▶ [EXERCISE BRIEF] Report how many lines in the records below hold the word "outcome". Add nothing to the number.

Source records:
——

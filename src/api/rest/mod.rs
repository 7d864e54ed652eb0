pub mod orders;
pub mod suborders;
pub mod tracking;
pub mod ws;

use std::sync::Arc;

use axum::extract::State;
use axum::http::StatusCode;
use axum::response::IntoResponse;
use axum::routing::get;
use axum::Json;
use axum::Router;
use serde::Serialize;
use tower_http::cors::CorsLayer;

use crate::state::AppState;

pub fn router(state: Arc<AppState>) -> Router {
    Router::new()
        .merge(orders::router())
        .merge(suborders::router())
        .merge(tracking::router())
        .route("/health", get(health))
        .route("/metrics", get(metrics))
        .route("/ws", get(ws::ws_handler))
        .layer(CorsLayer::permissive())
        .with_state(state)
}

#[derive(Serialize)]
struct HealthResponse {
    status: &'static str,
    orders: usize,
    suborders: usize,
    routes: usize,
}

async fn health(State(state): State<Arc<AppState>>) -> Json<HealthResponse> {
    Json(HealthResponse {
        status: "ok",
        orders: state.orders.len(),
        suborders: state.suborders.len(),
        routes: state.routes.len(),
    })
}

async fn metrics(State(state): State<Arc<AppState>>) -> impl IntoResponse {
    match state.metrics.encode() {
        Ok(body) => (
            StatusCode::OK,
            [("content-type", "text/plain; version=0.0.4; charset=utf-8")],
            body,
        )
            .into_response(),
        Err(err) => (StatusCode::INTERNAL_SERVER_ERROR, err).into_response(),
    }
}
use tracing::info;
use uuid::Uuid;

use crate::engine::{eligibility, lifecycle};
use crate::error::AppError;
use crate::geo::GeoPoint;
use crate::models::actor::{ActorContext, ActorRole};
use crate::models::suborder::{Suborder, SuborderStatus};
use crate::state::AppState;

/// Claim a ready suborder for a rider. Status check, eligibility, the
/// ready -> picked_up transition, and the rider assignment all happen under
/// the suborder's entry guard: when two riders race, the guard serializes
/// them and the second one sees a suborder that is no longer ready.
pub fn claim(
    state: &AppState,
    suborder_id: Uuid,
    rider_id: Uuid,
    position: Option<GeoPoint>,
) -> Result<Suborder, AppError> {
    let result = try_claim(state, suborder_id, rider_id, position);

    let outcome = if result.is_ok() { "success" } else { "rejected" };
    state
        .metrics
        .claims_total
        .with_label_values(&[outcome])
        .inc();

    result
}

fn try_claim(
    state: &AppState,
    suborder_id: Uuid,
    rider_id: Uuid,
    position: Option<GeoPoint>,
) -> Result<Suborder, AppError> {
    let mut suborder = state
        .suborders
        .get_mut(&suborder_id)
        .ok_or_else(|| AppError::NotFound(format!("suborder {suborder_id} not found")))?;

    if suborder.status != SuborderStatus::Ready {
        return Err(if suborder.assigned_rider.is_some() {
            AppError::AlreadyClaimed
        } else {
            AppError::NotReady {
                status: suborder.status,
            }
        });
    }

    let distance_km = eligibility::check(position.as_ref(), &suborder.pickup, state.claim_radius_km)?;

    let actor = ActorContext {
        role: ActorRole::Rider,
        id: rider_id,
    };
    let event = lifecycle::apply(&mut suborder, SuborderStatus::PickedUp, &actor)?;
    suborder.assigned_rider = Some(rider_id);

    let updated = suborder.clone();
    lifecycle::commit(state, vec![event]);

    state.metrics.claim_distance_km.observe(distance_km);
    info!(
        suborder_id = %suborder_id,
        rider_id = %rider_id,
        distance_km,
        "suborder claimed"
    );

    Ok(updated)
}

/// The rider order-list view: every suborder currently open for claiming.
pub fn claimable(state: &AppState) -> Vec<Suborder> {
    state
        .suborders
        .iter()
        .filter(|entry| entry.value().status == SuborderStatus::Ready)
        .map(|entry| entry.value().clone())
        .collect()
}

——

▶ [RESPONSE BELOW] 2